_What is expected_
From the data that follows, copy every line holding the string "Received".

Extracted data entries:
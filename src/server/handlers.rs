use super::{
    cors::CorsPolicy,
    types::{ChatResponse, HealthResponse},
};
use crate::{Error, chat::ChatProxy};
use axum::{
    body::Bytes,
    extract::{State, rejection::BytesRejection},
    http::StatusCode,
    response::Json,
};
use std::sync::Arc;

#[derive(Clone)]
pub struct AppState {
    pub proxy: Arc<ChatProxy>,
    pub cors: Arc<CorsPolicy>,
}

pub async fn health() -> Json<HealthResponse> {
    Json(HealthResponse { status: "ok" })
}

/// Takes the raw body so that every decoding failure maps to the same 400.
pub async fn chat(
    State(state): State<AppState>,
    body: Result<Bytes, BytesRejection>,
) -> Result<Json<ChatResponse>, Error> {
    let body = body.map_err(|_| Error::InvalidRequest)?;
    let reply = state.proxy.reply(&body).await?;
    Ok(Json(ChatResponse::reply(reply)))
}

pub async fn not_found() -> (StatusCode, Json<ChatResponse>) {
    (StatusCode::NOT_FOUND, Json(ChatResponse::error("Not found")))
}
pub mod cors;
pub mod handlers;
pub mod types;

use crate::{Result, chat::ChatProxy, config::Config};
use axum::{
    Router,
    extract::DefaultBodyLimit,
    routing::{get, post},
};
use cors::CorsPolicy;
use handlers::AppState;
use std::{net::SocketAddr, sync::Arc};
use tokio::signal;
use tower_http::trace::TraceLayer;
use tracing::{info, warn};

pub fn router(state: AppState) -> Router {
    let cors_policy = state.cors.clone();

    Router::new()
        .route("/health", get(handlers::health))
        .route(
            "/api/chat",
            post(handlers::chat).layer(DefaultBodyLimit::disable()),
        )
        .fallback(handlers::not_found)
        .with_state(state)
        .layer(axum::middleware::from_fn_with_state(
            cors_policy,
            cors::cors_middleware,
        ))
        .layer(TraceLayer::new_for_http())
}

pub async fn run(config: Config) -> Result<()> {
    let proxy = ChatProxy::new(&config.llm)?;
    if !proxy.has_api_key() {
        warn!("OPENAI_API_KEY is not set; /api/chat will answer with an error");
    }
    info!(
        "Chat proxy using model {} in {} mode",
        proxy.model(),
        config.server.mode
    );

    let app_state = AppState {
        proxy: Arc::new(proxy),
        cors: Arc::new(CorsPolicy::new(config.server.allowed_origins.clone())),
    };
    let app = router(app_state);

    let addr = SocketAddr::new(config.server.host.parse()?, config.server.port);

    info!("Starting server on {}", addr);

    let listener = tokio::net::TcpListener::bind(addr).await?;
    axum::serve(listener, app)
        .with_graceful_shutdown(shutdown_signal())
        .await?;

    info!("Server stopped");
    Ok(())
}

async fn shutdown_signal() {
    let ctrl_c = async {
        if let Err(e) = signal::ctrl_c().await {
            warn!("Failed to listen for Ctrl+C: {}", e);
            std::future::pending::<()>().await;
        }
    };

    #[cfg(unix)]
    let terminate = async {
        match signal::unix::signal(signal::unix::SignalKind::terminate()) {
            Ok(mut sigterm) => {
                sigterm.recv().await;
            }
            Err(e) => {
                warn!("Failed to install SIGTERM handler: {}", e);
                std::future::pending::<()>().await;
            }
        }
    };

    #[cfg(not(unix))]
    let terminate = std::future::pending::<()>();

    tokio::select! {
        _ = ctrl_c => {
            info!("Received Ctrl+C, starting graceful shutdown");
        },
        _ = terminate => {
            info!("Received terminate signal, starting graceful shutdown");
        },
    }
}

_Finished task_
            info!("Received Ctrl+C, starting graceful shutdown");
            info!("Received terminate signal, starting graceful shutdown");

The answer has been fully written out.